In a nutshell, Euler exploited the Euclidean formulas for generating Pythagorean triples.  He first stated the original problem: to find \(x\) and \(y\) so that \(x + y\) is a square and \(x^2 + y^2\) a fourth power.  In his own words (using \(xx\) for \(x^2\), etc.) [§.5.]:

Let us begin with the latter condition.  At first, indeed, the formula \(xx + yy\) shall be rendered as a square, by placing \(x = aa-bb\) and \(y = 2ab,\) for then \(xx + yy = {(aa + bb)}^2.\)  In addition, then, this formula \(aa + bb\) should be a square, which happens in the same way by setting \(a = pp-qq\) and \(b = 2pq\):  from here, it follows that \(xx + yy = {(pp + qq)}^4,\) and thus the latter condition has now been fully satisfied.

Thus Euler used nested formulas for generating Pythagorean triples to guarantee that, regardless of his choice of \(p\) and \(q,\) \(x^2 + y^2\) would be a fourth power.  So then, he needed \(x + y\) to be a square.  After a bit of effort, he determined that \(p = 1469\) and \(q = 84,\) leading him to a solution [§.7.]:

These numbers are therefore

\(x =  4,565,486,027,761\)

\(y =  1,061,652,293,520\)

which are the same that Fermat, and others after him, found.  The sum of them is the square of the number \(2,372,159,\) while the sum of the squares is the fourth power of the number \(2,165,017.\)

For the three-variable version of the problem, Euler adapted the Euclidean formulas [§.8.]:

Let us begin again from the sum of squares, which is first rendered as a square, by placing \(x = aa + bb-cc; \) \(y = 2ac; \) \(z = 2bc; \) which thus will become \(xx + yy + zz = {(aa + bb + cc)}^2; \) whereby thus \(aa + bb + cc\) ought to be made a square again, which will be done in a similar way by putting \(a = pp + qq-rr;\) \(b = 2pr;\) \(c = 2qr;\) for thus is obtained \(xx + yy + zz = {(pp + qq + rr)}^4;\) so that the latter condition is now fulfilled.

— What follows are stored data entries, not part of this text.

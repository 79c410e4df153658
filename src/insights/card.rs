//! Insight card construction

use super::state::{assign_state, StateKey};
use crate::config::ClassifierPolicy;
use crate::metrics::MetricRow;
use serde::Serialize;

/// Qualitative interpretation of one metric row.
#[derive(Clone, Debug, PartialEq, Serialize)]
pub struct InsightCard {
    /// Categorical verdict
    pub state_key: StateKey,
    /// Human-readable verdict
    pub state_label: &'static str,
    /// One-line caveat combining significance and the data flag
    pub note: String,
    /// Plain-language reading of the movement
    pub meaning: String,
    /// Recommended use of the result
    pub decision: String,
}

/// Build one card per metric row, order preserved.
///
/// `include_non_significant` true is the analytical default; false collapses
/// every row to a clear increase/decline by lift sign (see
/// [`super::StateKey`] assignment rules).
pub fn build_insight_cards(
    rows: &[MetricRow],
    policy: &ClassifierPolicy,
    include_non_significant: bool,
) -> Vec<InsightCard> {
    rows.iter()
        .map(|row| {
            let state_key = assign_state(row, policy, include_non_significant);
            InsightCard {
                state_key,
                state_label: state_key.label(),
                note: note(row),
                meaning: meaning_line(row, policy),
                decision: decision_line(row, policy, state_key),
            }
        })
        .collect()
}

fn note(row: &MetricRow) -> String {
    let flag = row.data_flag.label();

    match (row.significant_95, flag.is_empty()) {
        (false, false) => format!("Not definitive; {}.", flag.to_lowercase()),
        (false, true) => "Not definitive; treat as directional.".to_string(),
        (true, false) => format!("Clear result; {}.", flag.to_lowercase()),
        (true, true) => "Clear result.".to_string(),
    }
}

fn meaning_line(row: &MetricRow, policy: &ClassifierPolicy) -> String {
    let kpi = &row.kpi;

    let (Some(lift), Some(diff)) = (row.lift_pct, row.diff_pct_pts) else {
        return format!("{kpi}: data is incomplete, so the result is not readable.");
    };

    if lift >= 0.0 {
        if diff >= policy.meaning_diff_pts {
            format!("{kpi} moved up in the exposed group by {diff:.2} points.")
        } else {
            format!("{kpi} is slightly higher in the exposed group.")
        }
    } else if diff.abs() >= policy.meaning_diff_pts {
        format!(
            "{kpi} dropped in the exposed group by {:.2} points.",
            diff.abs()
        )
    } else {
        format!("{kpi} is slightly lower in the exposed group.")
    }
}

fn decision_line(row: &MetricRow, policy: &ClassifierPolicy, state: StateKey) -> String {
    let Some(lift) = row.lift_pct else {
        return "Do not use this as evidence until the input is fixed.".to_string();
    };

    match state {
        StateKey::ClearUp | StateKey::ClearDown => {
            if row.significant_95 && lift.abs() >= policy.citation_lift_pct {
                "Safe to cite as evidence. Use it to justify the next decision.".to_string()
            } else if row.significant_95 {
                "Usable as evidence, but the size is modest. Pair with context.".to_string()
            } else {
                "Direction is clear, but confidence is weaker than ideal.".to_string()
            }
        }
        StateKey::PossibleUp | StateKey::PossibleDown => {
            "Direction is plausible. Keep it in, but avoid strong claims.".to_string()
        }
        StateKey::NoClear => {
            "No clear change. Keep it for completeness, not as a headline.".to_string()
        }
    }
}
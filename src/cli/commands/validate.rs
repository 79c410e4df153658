//! Validate command implementation

use crate::cli::LogLevel;
use crate::config::ValidateArgs;
use crate::ingest::{read_csv, validate_columns, ValidationReport};

/// Run the validate command: check the column contract without analyzing.
pub fn run_validate(args: &ValidateArgs, level: LogLevel) -> Result<(), String> {
    let table = read_csv(&args.input).map_err(|e| e.to_string())?;
    let report = validate_columns(&table);

    level.log(LogLevel::Normal, &format_report(&report));
    level.log(
        LogLevel::Verbose,
        &format!("Columns as read: {}", report.columns.join(", ")),
    );

    if report.ok {
        Ok(())
    } else {
        Err("Input does not satisfy the column contract".to_string())
    }
}

fn format_report(report: &ValidationReport) -> String {
    let mut lines = Vec::new();

    if report.ok {
        lines.push("Input columns: OK".to_string());
    } else {
        lines.push("Input columns: FAILED".to_string());
        if !report.missing_base.is_empty() {
            lines.push(format!("  Missing: {}", report.missing_base.join(", ")));
        }
        if !report.missing_scores.is_empty() {
            lines.push(format!(
                "  Missing scores: {} (or provide control_prop/exposed_prop)",
                report.missing_scores.join(", ")
            ));
        }
    }

    if !report.extras.is_empty() {
        lines.push(format!("  Ignored extras: {}", report.extras.join(", ")));
    }

    lines.join("\n")
}
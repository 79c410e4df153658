//! Column contract validation

use super::csv::Table;
use super::error::{IngestError, Result};
use crate::config::{
    canonical_column, OPTIONAL_COLS, REQUIRED_BASE_COLS, REQUIRED_PROP_COLS, REQUIRED_SCORE_COLS,
};
use serde::Serialize;
use std::collections::HashSet;

/// Outcome of the column check.
#[derive(Clone, Debug, Serialize)]
pub struct ValidationReport {
    /// Whether the table satisfies the input contract
    pub ok: bool,
    /// Required base columns that are absent
    pub missing_base: Vec<String>,
    /// Score columns that are absent (empty when a proportion pair covers them)
    pub missing_scores: Vec<String>,
    /// Columns outside the allowed input surface
    pub extras: Vec<String>,
    /// All columns as they appeared, in order
    pub columns: Vec<String>,
}

impl ValidationReport {
    /// Promote a failed report to the structural error it describes.
    pub fn into_result(self) -> Result<Self> {
        if self.ok {
            Ok(self)
        } else {
            let mut missing = self.missing_base;
            missing.extend(self.missing_scores);
            Err(IngestError::MissingColumns(missing))
        }
    }
}

/// Check the table against the input contract.
///
/// Base columns are always required. The score pair is required unless a
/// full proportion pair is present. Optional columns are tolerated;
/// anything else is reported as an extra (informational, not fatal).
pub fn validate_columns(table: &Table) -> ValidationReport {
    let canonical: Vec<String> = table.columns.iter().map(|c| canonical_column(c)).collect();
    let present: HashSet<&str> = canonical.iter().map(String::as_str).collect();

    let missing_base: Vec<String> = REQUIRED_BASE_COLS
        .iter()
        .filter(|c| !present.contains(**c))
        .map(|c| (*c).to_string())
        .collect();

    let has_prop_pair = REQUIRED_PROP_COLS.iter().all(|c| present.contains(*c));
    let missing_scores: Vec<String> = if has_prop_pair {
        Vec::new()
    } else {
        REQUIRED_SCORE_COLS
            .iter()
            .filter(|c| !present.contains(**c))
            .map(|c| (*c).to_string())
            .collect()
    };

    let allowed: HashSet<&str> = REQUIRED_BASE_COLS
        .iter()
        .chain(REQUIRED_SCORE_COLS.iter())
        .chain(REQUIRED_PROP_COLS.iter())
        .chain(OPTIONAL_COLS.iter())
        .copied()
        .collect();
    let extras: Vec<String> = table
        .columns
        .iter()
        .zip(canonical.iter())
        .filter(|(_, canon)| !allowed.contains(canon.as_str()))
        .map(|(raw, _)| raw.clone())
        .collect();

    ValidationReport {
        ok: missing_base.is_empty() && missing_scores.is_empty(),
        missing_base,
        missing_scores,
        extras,
        columns: table.columns.clone(),
    }
}
//! Metrics computation

use super::normal::{normal_cdf, normal_quantile};
use super::normalize::normalize_score;
use super::row::{DataFlag, EffectSize, MetricRow, Reliability};
use crate::config::Thresholds;
use crate::study::StudyRow;

/// Proportions are clamped into (EPS, 1 - EPS) before the arcsine transform
/// so Cohen's h stays defined at exactly 0 or 1.
const EFFECT_CLAMP_EPS: f64 = 1e-9;

/// Compute every derived statistic for each row.
///
/// Output is 1:1 with the input, order preserved. Per-row data problems
/// never error: any field the row's inputs cannot support is `None` and
/// stays `None` through everything derived from it.
pub fn compute_metrics(rows: &[StudyRow], thresholds: &Thresholds) -> Vec<MetricRow> {
    rows.iter().map(|row| compute_row(row, thresholds)).collect()
}

fn compute_row(row: &StudyRow, thresholds: &Thresholds) -> MetricRow {
    let n1 = positive_count(row.control_sample);
    let n2 = positive_count(row.exposed_sample);
    let (p1, p2) = resolve_proportions(row);

    let diff_prop = sub(p2, p1);
    let lift_rel = match (p1, diff_prop) {
        (Some(c), Some(d)) if c != 0.0 => Some(d / c),
        _ => None,
    };

    let (pooled_prop, std_error, z_score, p_value) = pooled_z_test(p1, p2, n1, n2);
    let significant_95 = p_value.is_some_and(|p| p < thresholds.alpha);

    let se_diff = unpooled_se(p1, p2, n1, n2);
    let z_crit = normal_quantile(1.0 - thresholds.alpha / 2.0);
    let ci_low = match (diff_prop, se_diff) {
        (Some(d), Some(se)) => Some(d - z_crit * se),
        _ => None,
    };
    let ci_high = match (diff_prop, se_diff) {
        (Some(d), Some(se)) => Some(d + z_crit * se),
        _ => None,
    };

    let effect_size_h = cohens_h(p1, p2);
    let effect_size_qual = effect_size_h.map(EffectSize::from_h);

    let data_flag = data_flag(row.control_sample, row.exposed_sample, thresholds);
    let reliability = reliability(significant_95, data_flag, effect_size_qual);

    MetricRow {
        period: row.period.clone(),
        brand: row.brand.clone(),
        category: row.category.clone(),
        market: row.market.clone(),
        kpi: row.kpi.clone(),
        control_sample: row.control_sample,
        exposed_sample: row.exposed_sample,
        total_sample: add(row.control_sample, row.exposed_sample),
        control_prop: p1,
        exposed_prop: p2,
        control_pct: p1.map(|v| v * 100.0),
        exposed_pct: p2.map(|v| v * 100.0),
        diff_prop,
        diff_pct_pts: diff_prop.map(|v| v * 100.0),
        lift_rel,
        lift_pct: lift_rel.map(|v| v * 100.0),
        pooled_prop,
        std_error,
        z_score,
        p_value,
        significant_95,
        se_diff,
        ci_low_pct_pts: ci_low.map(|v| v * 100.0),
        ci_high_pct_pts: ci_high.map(|v| v * 100.0),
        effect_size_h,
        effect_size_qual,
        data_flag,
        reliability,
    }
}

/// Resolve the row's proportions.
///
/// A proportion pair, when both halves are present, wins verbatim over any
/// score columns; otherwise both proportions derive from the scores.
fn resolve_proportions(row: &StudyRow) -> (Option<f64>, Option<f64>) {
    if let (Some(c), Some(e)) = (row.control_prop, row.exposed_prop) {
        return (finite(c), finite(e));
    }

    let c = row.control_score.as_ref().and_then(normalize_score);
    let e = row.exposed_score.as_ref().and_then(normalize_score);
    (c, e)
}

/// Two-proportion z-test with pooled standard error.
///
/// Returns (pooled, std_error, z, p). Zero group sizes and a degenerate
/// pooled proportion (exactly 0 or 1, standard error zero) drop the
/// downstream fields to `None` without touching the rest of the row.
fn pooled_z_test(
    p1: Option<f64>,
    p2: Option<f64>,
    n1: Option<f64>,
    n2: Option<f64>,
) -> (Option<f64>, Option<f64>, Option<f64>, Option<f64>) {
    let (Some(p1), Some(p2), Some(n1), Some(n2)) = (p1, p2, n1, n2) else {
        return (None, None, None, None);
    };

    let pooled = (p1 * n1 + p2 * n2) / (n1 + n2);
    let variance = pooled * (1.0 - pooled) * (1.0 / n1 + 1.0 / n2);
    if variance <= 0.0 {
        return (Some(pooled), None, None, None);
    }

    let se = variance.sqrt();
    let z = (p2 - p1) / se;
    let p = (2.0 * (1.0 - normal_cdf(z.abs()))).clamp(0.0, 1.0);

    (Some(pooled), Some(se), Some(z), Some(p))
}

/// Unpooled standard error of the difference p2 - p1.
fn unpooled_se(p1: Option<f64>, p2: Option<f64>, n1: Option<f64>, n2: Option<f64>) -> Option<f64> {
    let (p1, p2, n1, n2) = (p1?, p2?, n1?, n2?);
    let variance = p1 * (1.0 - p1) / n1 + p2 * (1.0 - p2) / n2;
    if variance < 0.0 {
        // Out-of-range proportion slipped through ingest; no defensible SE.
        return None;
    }
    Some(variance.sqrt())
}

/// Cohen's h: 2·asin(√p2) − 2·asin(√p1), proportions clamped away from the
/// arcsine domain edges.
fn cohens_h(p1: Option<f64>, p2: Option<f64>) -> Option<f64> {
    let clamp = |p: f64| p.clamp(EFFECT_CLAMP_EPS, 1.0 - EFFECT_CLAMP_EPS);
    let phi = |p: f64| 2.0 * clamp(p).sqrt().asin();
    Some(phi(p2?) - phi(p1?))
}

/// Sample-size caveat. Each present group size is checked on its own, so a
/// row with one missing count can still be flagged by the other.
fn data_flag(n1: Option<f64>, n2: Option<f64>, thresholds: &Thresholds) -> DataFlag {
    let below_low =
        |n: Option<f64>| n.is_some_and(|v| v < thresholds.min_n_low);
    let in_warn_band = |n: Option<f64>| {
        n.is_some_and(|v| v >= thresholds.min_n_low && v < thresholds.min_n_warn)
    };

    if below_low(n1) || below_low(n2) {
        DataFlag::LowSample
    } else if in_warn_band(n1) || in_warn_band(n2) {
        DataFlag::LimitedSample
    } else {
        DataFlag::None
    }
}

/// Composite reliability label. Ordered rules, first match wins.
fn reliability(significant: bool, flag: DataFlag, effect: Option<EffectSize>) -> Reliability {
    // 1. Significant with a clean sample
    if significant && !flag.is_flagged() {
        return Reliability::High;
    }
    // 2. Significant but sample-flagged
    if significant {
        return Reliability::Medium;
    }
    // 3. Not significant, clean sample, but a non-trivial effect
    if !flag.is_flagged()
        && matches!(effect, Some(EffectSize::Medium) | Some(EffectSize::Large))
    {
        return Reliability::Directional;
    }
    // 4. Low sample
    if flag == DataFlag::LowSample {
        return Reliability::Low;
    }
    // 5. Everything else
    Reliability::Directional
}

fn positive_count(n: Option<f64>) -> Option<f64> {
    n.filter(|v| v.is_finite() && *v > 0.0)
}

fn finite(v: f64) -> Option<f64> {
    v.is_finite().then_some(v)
}

fn add(a: Option<f64>, b: Option<f64>) -> Option<f64> {
    Some(a? + b?)
}

fn sub(a: Option<f64>, b: Option<f64>) -> Option<f64> {
    Some(a? - b?)
}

Next, Euler found a relationship between \(p,\) \(q,\) and \(r,\) namely that \(p=r+{\frac{3}{2}}q,\) for which the corresponding values of \(x,\) \(y,\) and \(z\) would add up to a square.  His first example was \(x = 409,\) \(y = 152,\) and \(z = 64\) (corresponding to \(q = 2,\) \(r = 1,\) and thus \(p = 4\)), the sum of which is \(625 = 25^2\) and the sum of whose squares is \(194,481 = 441^2= 21^4.\) 

Euler handled the case of finding four numbers in much the same way, and found a similar relationship among his lowest-level variables, namely: \(p=s+{\frac{3}{2}}r-q,\) which would guarantee a solution.  For the case of five variables, Euler found that  \(p=t+{\frac{3}{2}}s-r-q\) would lead to a solution.  He then stated [§.23.]:

and thus for the case of six numbers it will be found that, \(p=u+{\frac{3}{2}}t-s-r-q,\) and so forth, from which the general question, proposed for any number of numbers, must now be considered completely solved.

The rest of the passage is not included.